El artista anónimo (Klaus Härö)

Esta película recuerda a El viejo y el mar, a esa lucha llena de sudor y sacrificio que realizó el señor Santiago para poder conservar contra viento y marea al gran pez (así fuera solo su esqueleto), pero su objetivo más que conseguir el pez era demostrar a los demás y a si mismo que aún tenía la gallardía y la fiereza para triunfar a pesar de sus años. Algo parecido sucede con Olavi, el cual conserva una vieja galería de arte en la que cada día son menos los clientes, pero a pesar de este decaimiento progresivo Olavi guarda en su corazón el sueño de poder realizar una última gran venta, y es en medio de estos tiempos de crisis en los que se encuentra con la posibilidad de adquirir en medio de una subasta un cuadro anónimo y mal tasado que parece ser en realidad un original del famoso pintor ruso Ilia Repin.

Olavi es un anciano con varios defectos, su obsesión con su trabajo y su pasión por al arte lo han ido alejando poco a poco de sus seres queridos de los cuales apenas tiene conciencia. En este sentido, habrá una subtrama familiar que envuelve a Olavi, su hija y un nieto, ya que a pesar de que la relación con ambos es bastante complicada, Olavi en su afán por conseguir el cuadro abusará de la poca confianza y cariño que le tienen con tal de concretar sus fines. Aquí subyace un comentario valioso con respecto a cómo muchas veces el mismo arte que se encarga de ensalzar o reflexionar sobre los distintos aspectos de la vida nos aísla de la realidad material y se vuelve un vicio nocivo y perjudicial para el ámbito cercano. Además de su familia, Olavi interactuará con unos cuantos colegas que serán sus otros puntos de apoyo en su travesía, ya que entre estos se ha desarrollado una cierta complicidad y tolerancia ante las pasiones compartidas como guardianes del arte.

En cuanto a la lucha por conseguir el cuadro de Repin, la cinta se esfuerza por generar una tensión entre las expectativas del anciano y las pocas probabilidades de triunfo con respecto a su compra; desde la incertidumbre sobre la validez del cuadro hasta la incapacidad de Olavi de reunir mucho dinero para la subasta, la cinta llena de obstáculos el camino de Olavi para que el espectador viva la angustia del protagonista.

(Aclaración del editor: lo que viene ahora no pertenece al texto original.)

//! Numeric series extracted from snapshot sequences.
//!
//! Snapshots missing a field (or holding a non-numeric value there) are
//! skipped; relative order is preserved.

use el_core::{Path, Snapshot};
use serde::Serialize;

/// Values of one field over time.
#[derive(Debug, Clone, Default, PartialEq, Serialize)]
pub struct Series {
    pub timestamps: Vec<f64>,
    pub values: Vec<f64>,
}

impl Series {
    pub fn len(&self) -> usize {
        self.values.len()
    }

    pub fn is_empty(&self) -> bool {
        self.values.is_empty()
    }
}

/// Two fields sampled from the same snapshots.
#[derive(Debug, Clone, Default, PartialEq, Serialize)]
pub struct AlignedSeries {
    pub timestamps: Vec<f64>,
    pub xs: Vec<f64>,
    pub ys: Vec<f64>,
}

impl AlignedSeries {
    pub fn len(&self) -> usize {
        self.xs.len()
    }

    pub fn is_empty(&self) -> bool {
        self.xs.is_empty()
    }
}

pub fn extract_series(snapshots: &[Snapshot], field: &Path) -> Series {
    let mut series = Series::default();
    for snap in snapshots {
        if let Some(v) = snap.number_at(field) {
            series.timestamps.push(snap.timestamp());
            series.values.push(v);
        }
    }
    series
}

/// Samples from snapshots that carry both fields.
pub fn extract_aligned(snapshots: &[Snapshot], x: &Path, y: &Path) -> AlignedSeries {
    let mut aligned = AlignedSeries::default();
    for snap in snapshots {
        if let (Some(xv), Some(yv)) = (snap.number_at(x), snap.number_at(y)) {
            aligned.timestamps.push(snap.timestamp());
            aligned.xs.push(xv);
            aligned.ys.push(yv);
        }
    }
    aligned
}

/// A step where a field moved by more than the detection threshold.
#[derive(Debug, Clone, PartialEq, Serialize)]
pub struct FieldChange {
    pub path: Path,
    pub timestamp: f64,
    pub previous_value: f64,
    pub new_value: f64,
}

impl FieldChange {
    pub fn delta(&self) -> f64 {
        self.new_value - self.previous_value
    }
}

/// Every step where `field` changes by strictly more than `threshold`.
pub fn detect_field_changes(snapshots: &[Snapshot], field: &Path, threshold: f64) -> Vec<FieldChange> {
    let series = extract_series(snapshots, field);
    series
        .values
        .windows(2)
        .zip(series.timestamps.iter().skip(1))
        .filter(|(w, _)| (w[1] - w[0]).abs() > threshold)
        .map(|(w, &timestamp)| FieldChange {
            path: field.clone(),
            timestamp,
            previous_value: w[0],
            new_value: w[1],
        })
        .collect()
}

/// Finite differences `Δvalue / Δt` over `window` samples.
///
/// Returns `(timestamp, rate)` pairs; spans with zero elapsed time are skipped.
/// Only indices present in both vectors are used.
pub fn rate_of_change(series: &Series, window: usize) -> Vec<(f64, f64)> {
    if window == 0 {
        return Vec::new();
    }
    let len = series.timestamps.len().min(series.values.len());
    (window..len)
        .filter_map(|i| {
            let dt = series.timestamps[i] - series.timestamps[i - window];
            let dv = series.values[i] - series.values[i - window];
            (dt != 0.0).then(|| (series.timestamps[i], dv / dt))
        })
        .collect()
}

#[cfg(test)]
mod tests {
    use super::*;
    use el_core::Value;
    use serde_json::json;

    fn snap(t: f64, j: serde_json::Value) -> Snapshot {
        Snapshot::new(t, Value::from(j)).unwrap()
    }

    fn health_run() -> Vec<Snapshot> {
        vec![
            snap(0.0, json!({"player": {"health": 100, "wetness": 0}})),
            snap(1.0, json!({"player": {"health": 98}})),
            snap(2.0, json!({"player": {"health": 80, "wetness": "soaked"}})),
            snap(4.0, json!({"player": {"health": 79, "wetness": 40}})),
        ]
    }

    #[test]
    fn test_missing_and_non_numeric_are_skipped() {
        let wet = extract_series(&health_run(), &Path::parse("player.wetness"));
        assert_eq!(wet.values, vec![0.0, 40.0]);
        assert_eq!(wet.timestamps, vec![0.0, 4.0]);

        let aligned = extract_aligned(
            &health_run(),
            &Path::parse("player.health"),
            &Path::parse("player.wetness"),
        );
        assert_eq!(aligned.xs, vec![100.0, 79.0]);
        assert_eq!(aligned.ys, vec![0.0, 40.0]);
    }

    #[test]
    fn test_detect_field_changes_threshold() {
        let changes = detect_field_changes(&health_run(), &Path::parse("player.health"), 1.5);
        assert_eq!(changes.len(), 2);
        assert_eq!(changes[0].timestamp, 1.0);
        assert_eq!(changes[1].delta(), -18.0);
    }

    #[test]
    fn test_rate_of_change() {
        let series = Series {
            timestamps: vec![0.0, 1.0, 2.0, 2.0, 4.0],
            values: vec![100.0, 90.0, 80.0, 70.0, 60.0],
        };
        let rates = rate_of_change(&series, 1);
        // the 2.0 -> 2.0 step is skipped
        assert_eq!(rates, vec![(1.0, -10.0), (2.0, -10.0), (4.0, -5.0)]);
        assert_eq!(rate_of_change(&series, 2), vec![(2.0, -10.0), (2.0, -20.0), (4.0, -10.0)]);
        assert!(rate_of_change(&series, 0).is_empty());
        assert!(rate_of_change(&series, 9).is_empty());
    }

    #[test]
    fn test_rate_of_change_with_ragged_series() {
        let series = Series {
            timestamps: vec![0.0, 1.0],
            values: vec![10.0, 20.0, 30.0, 40.0],
        };
        assert_eq!(rate_of_change(&series, 1), vec![(1.0, 10.0)]);
        let series = Series {
            timestamps: vec![0.0, 1.0, 2.0],
            values: vec![10.0],
        };
        assert!(rate_of_change(&series, 1).is_empty());
    }
}
//! Tagged value model for snapshot and event payloads.
//!
//! Log entries have no fixed schema, so every payload is a `Value`: a closed
//! set of kinds that analysis code matches on exhaustively. Objects keep their
//! insertion order and unique keys.

use serde::ser::{SerializeMap, SerializeSeq};
use serde::{Deserialize, Deserializer, Serialize, Serializer};
use strum::Display;

use crate::error::ValueError;
use crate::path::Path;

/// The kind tag of a [`Value`].
#[derive(Debug, Clone, Copy, PartialEq, Eq, Hash, Display, Serialize, Deserialize)]
#[strum(serialize_all = "snake_case")]
#[serde(rename_all = "snake_case")]
pub enum ValueKind {
    Null,
    Bool,
    Number,
    String,
    Array,
    Object,
}

/// A dynamically shaped, immutable payload.
///
/// Equality and dropping walk an explicit work list, so nesting depth is not
/// bounded by the native stack. `Clone`, `Debug` and serde conversions still
/// recurse; inputs parsed by `serde_json` are capped at 128 levels.
#[derive(Debug, Clone, Default)]
pub enum Value {
    #[default]
    Null,
    Bool(bool),
    Number(f64),
    String(String),
    Array(Vec<Value>),
    Object(Object),
}

/// Ordered key/value mapping with unique keys.
#[derive(Debug, Clone, Default)]
pub struct Object {
    entries: Vec<(String, Value)>,
}

impl Object {
    pub fn new() -> Self {
        Self::default()
    }

    /// Insert a value. Replacing an existing key keeps its original position.
    pub fn insert(&mut self, key: impl Into<String>, value: Value) -> Option<Value> {
        let key = key.into();
        match self.entries.iter_mut().find(|(k, _)| *k == key) {
            Some((_, slot)) => Some(std::mem::replace(slot, value)),
            None => {
                self.entries.push((key, value));
                None
            }
        }
    }

    pub fn get(&self, key: &str) -> Option<&Value> {
        self.entries
            .iter()
            .find(|(k, _)| k == key)
            .map(|(_, v)| v)
    }

    pub fn contains_key(&self, key: &str) -> bool {
        self.get(key).is_some()
    }

    pub fn remove(&mut self, key: &str) -> Option<Value> {
        let idx = self.entries.iter().position(|(k, _)| k == key)?;
        Some(self.entries.remove(idx).1)
    }

    /// Keep only the entries for which `keep` returns true.
    pub fn retain(&mut self, mut keep: impl FnMut(&str, &Value) -> bool) {
        self.entries.retain(|(k, v)| keep(k, v));
    }

    pub fn keys(&self) -> impl Iterator<Item = &str> {
        self.entries.iter().map(|(k, _)| k.as_str())
    }

    pub fn iter(&self) -> impl Iterator<Item = (&str, &Value)> {
        self.entries.iter().map(|(k, v)| (k.as_str(), v))
    }

    pub fn len(&self) -> usize {
        self.entries.len()
    }

    pub fn is_empty(&self) -> bool {
        self.entries.is_empty()
    }
}

impl<K: Into<String>> FromIterator<(K, Value)> for Object {
    fn from_iter<I: IntoIterator<Item = (K, Value)>>(iter: I) -> Self {
        let mut obj = Object::new();
        for (k, v) in iter {
            obj.insert(k, v);
        }
        obj
    }
}

impl Value {
    pub fn kind(&self) -> ValueKind {
        match self {
            Value::Null => ValueKind::Null,
            Value::Bool(_) => ValueKind::Bool,
            Value::Number(_) => ValueKind::Number,
            Value::String(_) => ValueKind::String,
            Value::Array(_) => ValueKind::Array,
            Value::Object(_) => ValueKind::Object,
        }
    }

    pub fn is_null(&self) -> bool {
        matches!(self, Value::Null)
    }

    pub fn is_object(&self) -> bool {
        matches!(self, Value::Object(_))
    }

    fn mismatch(&self, expected: ValueKind) -> ValueError {
        ValueError::TypeMismatch {
            expected,
            found: self.kind(),
        }
    }

    pub fn as_bool(&self) -> Result<bool, ValueError> {
        match self {
            Value::Bool(b) => Ok(*b),
            other => Err(other.mismatch(ValueKind::Bool)),
        }
    }

    pub fn as_number(&self) -> Result<f64, ValueError> {
        match self {
            Value::Number(n) => Ok(*n),
            other => Err(other.mismatch(ValueKind::Number)),
        }
    }

    pub fn as_str(&self) -> Result<&str, ValueError> {
        match self {
            Value::String(s) => Ok(s),
            other => Err(other.mismatch(ValueKind::String)),
        }
    }

    pub fn as_array(&self) -> Result<&[Value], ValueError> {
        match self {
            Value::Array(items) => Ok(items),
            other => Err(other.mismatch(ValueKind::Array)),
        }
    }

    pub fn as_object(&self) -> Result<&Object, ValueError> {
        match self {
            Value::Object(obj) => Ok(obj),
            other => Err(other.mismatch(ValueKind::Object)),
        }
    }

    pub fn into_object(mut self) -> Result<Object, ValueError> {
        match &mut self {
            Value::Object(obj) => Ok(core::mem::take(obj)),
            other => Err(other.mismatch(ValueKind::Object)),
        }
    }

    /// Follow `path` through nested objects (and arrays, for numeric segments).
    pub fn get_path(&self, path: &Path) -> Option<&Value> {
        let mut current = self;
        for segment in path.segments() {
            current = match current {
                Value::Object(obj) => obj.get(segment)?,
                Value::Array(items) => items.get(segment.parse::<usize>().ok()?)?,
                _ => return None,
            };
        }
        Some(current)
    }

    /// Numeric value at `path`; `None` when missing or not a number.
    pub fn number_at(&self, path: &Path) -> Option<f64> {
        match self.get_path(path)? {
            Value::Number(n) => Some(*n),
            _ => None,
        }
    }
}

fn numbers_equal(a: f64, b: f64) -> bool {
    a == b || (a.is_nan() && b.is_nan())
}

/// Structural equality over an explicit work list, so deeply nested values
/// never grow the native stack. Object key order is not significant.
fn structurally_equal<'a>(mut pending: Vec<(&'a Value, &'a Value)>) -> bool {
    while let Some((a, b)) = pending.pop() {
        match (a, b) {
            (Value::Null, Value::Null) => {}
            (Value::Bool(x), Value::Bool(y)) if x == y => {}
            (Value::Number(x), Value::Number(y)) if numbers_equal(*x, *y) => {}
            (Value::String(x), Value::String(y)) if x == y => {}
            (Value::Array(xs), Value::Array(ys)) if xs.len() == ys.len() => {
                pending.extend(xs.iter().zip(ys.iter()));
            }
            (Value::Object(x), Value::Object(y)) if x.len() == y.len() => {
                for (key, xv) in x.iter() {
                    match y.get(key) {
                        Some(yv) => pending.push((xv, yv)),
                        None => return false,
                    }
                }
            }
            _ => return false,
        }
    }
    true
}

impl Drop for Value {
    fn drop(&mut self) {
        let mut pending = Vec::new();
        match self {
            Value::Array(items) => pending.append(items),
            Value::Object(obj) => pending.extend(obj.entries.drain(..).map(|(_, v)| v)),
            _ => return,
        }
        // Children are emptied before they drop, so each drop is shallow.
        while let Some(mut value) = pending.pop() {
            match &mut value {
                Value::Array(items) => pending.append(items),
                Value::Object(obj) => pending.extend(obj.entries.drain(..).map(|(_, v)| v)),
                _ => {}
            }
        }
    }
}

impl PartialEq for Value {
    fn eq(&self, other: &Self) -> bool {
        structurally_equal(vec![(self, other)])
    }
}

impl PartialEq for Object {
    fn eq(&self, other: &Self) -> bool {
        if self.len() != other.len() {
            return false;
        }
        let mut pending = Vec::with_capacity(self.len());
        for (key, v) in self.iter() {
            match other.get(key) {
                Some(ov) => pending.push((v, ov)),
                None => return false,
            }
        }
        structurally_equal(pending)
    }
}

impl From<bool> for Value {
    fn from(b: bool) -> Self {
        Value::Bool(b)
    }
}

impl From<f64> for Value {
    fn from(n: f64) -> Self {
        Value::Number(n)
    }
}

impl From<i64> for Value {
    fn from(n: i64) -> Self {
        Value::Number(n as f64)
    }
}

impl From<i32> for Value {
    fn from(n: i32) -> Self {
        Value::Number(f64::from(n))
    }
}

impl From<&str> for Value {
    fn from(s: &str) -> Self {
        Value::String(s.to_string())
    }
}

impl From<String> for Value {
    fn from(s: String) -> Self {
        Value::String(s)
    }
}

impl From<Vec<Value>> for Value {
    fn from(items: Vec<Value>) -> Self {
        Value::Array(items)
    }
}

impl From<Object> for Value {
    fn from(obj: Object) -> Self {
        Value::Object(obj)
    }
}

impl From<serde_json::Value> for Value {
    fn from(json: serde_json::Value) -> Self {
        match json {
            serde_json::Value::Null => Value::Null,
            serde_json::Value::Bool(b) => Value::Bool(b),
            serde_json::Value::Number(n) => Value::Number(n.as_f64().unwrap_or_default()),
            serde_json::Value::String(s) => Value::String(s),
            serde_json::Value::Array(items) => {
                Value::Array(items.into_iter().map(Value::from).collect())
            }
            serde_json::Value::Object(map) => {
                Value::Object(map.into_iter().map(|(k, v)| (k, Value::from(v))).collect())
            }
        }
    }
}

impl From<&Value> for serde_json::Value {
    fn from(value: &Value) -> Self {
        match value {
            Value::Null => serde_json::Value::Null,
            Value::Bool(b) => serde_json::Value::Bool(*b),
            // Non-finite numbers have no JSON form.
            Value::Number(n) => serde_json::Number::from_f64(*n)
                .map(serde_json::Value::Number)
                .unwrap_or(serde_json::Value::Null),
            Value::String(s) => serde_json::Value::String(s.clone()),
            Value::Array(items) => {
                serde_json::Value::Array(items.iter().map(serde_json::Value::from).collect())
            }
            Value::Object(obj) => serde_json::Value::Object(
                obj.iter()
                    .map(|(k, v)| (k.to_string(), serde_json::Value::from(v)))
                    .collect(),
            ),
        }
    }
}

impl Serialize for Value {
    fn serialize<S: Serializer>(&self, serializer: S) -> Result<S::Ok, S::Error> {
        match self {
            Value::Null => serializer.serialize_unit(),
            Value::Bool(b) => serializer.serialize_bool(*b),
            Value::Number(n) => serializer.serialize_f64(*n),
            Value::String(s) => serializer.serialize_str(s),
            Value::Array(items) => {
                let mut seq = serializer.serialize_seq(Some(items.len()))?;
                for item in items {
                    seq.serialize_element(item)?;
                }
                seq.end()
            }
            Value::Object(obj) => obj.serialize(serializer),
        }
    }
}

impl Serialize for Object {
    fn serialize<S: Serializer>(&self, serializer: S) -> Result<S::Ok, S::Error> {
        let mut map = serializer.serialize_map(Some(self.len()))?;
        for (k, v) in self.iter() {
            map.serialize_entry(k, v)?;
        }
        map.end()
    }
}

impl<'de> Deserialize<'de> for Value {
    fn deserialize<D: Deserializer<'de>>(deserializer: D) -> Result<Self, D::Error> {
        serde_json::Value::deserialize(deserializer).map(Value::from)
    }
}

#[cfg(test)]
mod tests {
    use super::*;
    use serde_json::json;

    fn sample() -> Value {
        Value::from(json!({
            "player": {"health": 90, "wetness": 30.5, "inventory": ["map", "potion"]},
            "environment": {"current_area": "VOLCANO", "lava_present": true},
        }))
    }

    #[test]
    fn test_object_preserves_insertion_order() {
        let v = sample();
        let keys: Vec<&str> = v.as_object().unwrap().keys().collect();
        assert_eq!(keys, vec!["player", "environment"]);
    }

    #[test]
    fn test_insert_replaces_in_place() {
        let mut obj = Object::new();
        obj.insert("a", Value::from(1));
        obj.insert("b", Value::from(2));
        let old = obj.insert("a", Value::from(3));
        assert_eq!(old, Some(Value::from(1)));
        assert_eq!(obj.keys().collect::<Vec<_>>(), vec!["a", "b"]);
        assert_eq!(obj.get("a"), Some(&Value::from(3)));
    }

    #[test]
    fn test_typed_accessor_mismatch() {
        let v = Value::from("LAVA");
        assert_eq!(v.as_str().unwrap(), "LAVA");
        assert_eq!(
            v.as_number(),
            Err(ValueError::TypeMismatch {
                expected: ValueKind::Number,
                found: ValueKind::String,
            })
        );
        assert!(matches!(
            Value::Null.as_object(),
            Err(ValueError::TypeMismatch { expected: ValueKind::Object, .. })
        ));
    }

    #[test]
    fn test_object_equality_ignores_key_order() {
        let a = Value::from(json!({"x": 1, "y": [1, 2]}));
        let b = Value::from(json!({"y": [1, 2], "x": 1}));
        assert_eq!(a, b);
        let c = Value::from(json!({"y": [2, 1], "x": 1}));
        assert_ne!(a, c);
    }

    #[test]
    fn test_nan_equals_itself() {
        let v = Value::Number(f64::NAN);
        assert_eq!(v, v.clone());
    }

    #[test]
    fn test_deeply_nested_equality_does_not_overflow() {
        let mut a = Value::Null;
        let mut b = Value::Null;
        for _ in 0..50_000 {
            a = Value::Array(vec![a]);
            b = Value::Array(vec![b]);
        }
        assert_eq!(a, b);
    }

    #[test]
    fn test_deeply_nested_values_drop() {
        let mut array = Value::Null;
        let mut object = Value::from(1);
        for _ in 0..200_000 {
            array = Value::Array(vec![array, Value::from(true)]);
            object = Value::Object([("n".to_string(), object)].into_iter().collect());
        }
        assert_eq!(array.kind(), ValueKind::Array);
        drop(array);
        drop(object);
    }

    #[test]
    fn test_into_object() {
        let obj = sample().into_object().unwrap();
        assert_eq!(obj.len(), 2);
        assert_eq!(
            Value::from(3).into_object(),
            Err(ValueError::TypeMismatch {
                expected: ValueKind::Object,
                found: ValueKind::Number,
            })
        );
    }

    #[test]
    fn test_get_path_and_number_at() {
        let v = sample();
        assert_eq!(v.number_at(&Path::parse("player.wetness")), Some(30.5));
        assert_eq!(
            v.get_path(&Path::parse("player.inventory.1")),
            Some(&Value::from("potion"))
        );
        assert_eq!(v.number_at(&Path::parse("environment.current_area")), None);
        assert_eq!(v.get_path(&Path::parse("player.mana")), None);
    }

    #[test]
    fn test_json_round_trip_keeps_order() {
        let v = sample();
        let text = serde_json::to_string(&v).unwrap();
        assert!(text.starts_with("{\"player\""));
        let back: Value = serde_json::from_str(&text).unwrap();
        assert_eq!(back, v);
    }
}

Ya en los últimos momentos, la historia trata de labrar un mensaje reivindicativo de cómo la idea de triunfo puede ser más bien una cuestión de entrega y sacrificio desinteresado hacia los demás, un mensaje que también en parte se conecta con cómo la labor del artista en las sociedades se ha venido deteriorando y convirtiendo en una tarea cada día más mercantilista; esta conclusión, si bien muy valiosa, se termina elaborando de una manera apresurada, poco impactante y predecible, hecho que no daña la película, pero hace que se eche en falta un mayor desarrollo.

En cuanto a aspectos formales, la cinta sin necesidad de ser muy ambiciosa logra retratar el universo del personaje como uno que esta constantemente rodeado por esta pasión del protagonista, así como por el decaimiento progresivo de su vida; para esto será importante en cuanto a iluminación el efecto del polvo que circula y habita en la pequeña galería, y que la hace parecer por momentos como un objeto del pasado.

El artista anónimo es un trabajo interesante, que además de entretener invita a reflexionar sobre cómo influye la pasión por el arte en nosotros, una pequeña obra que a pesar de sus defectos vale la pena revisar hoy en un mundo donde el mercado se ha venido apropiando cada vez mas de todo lo que nos rodea.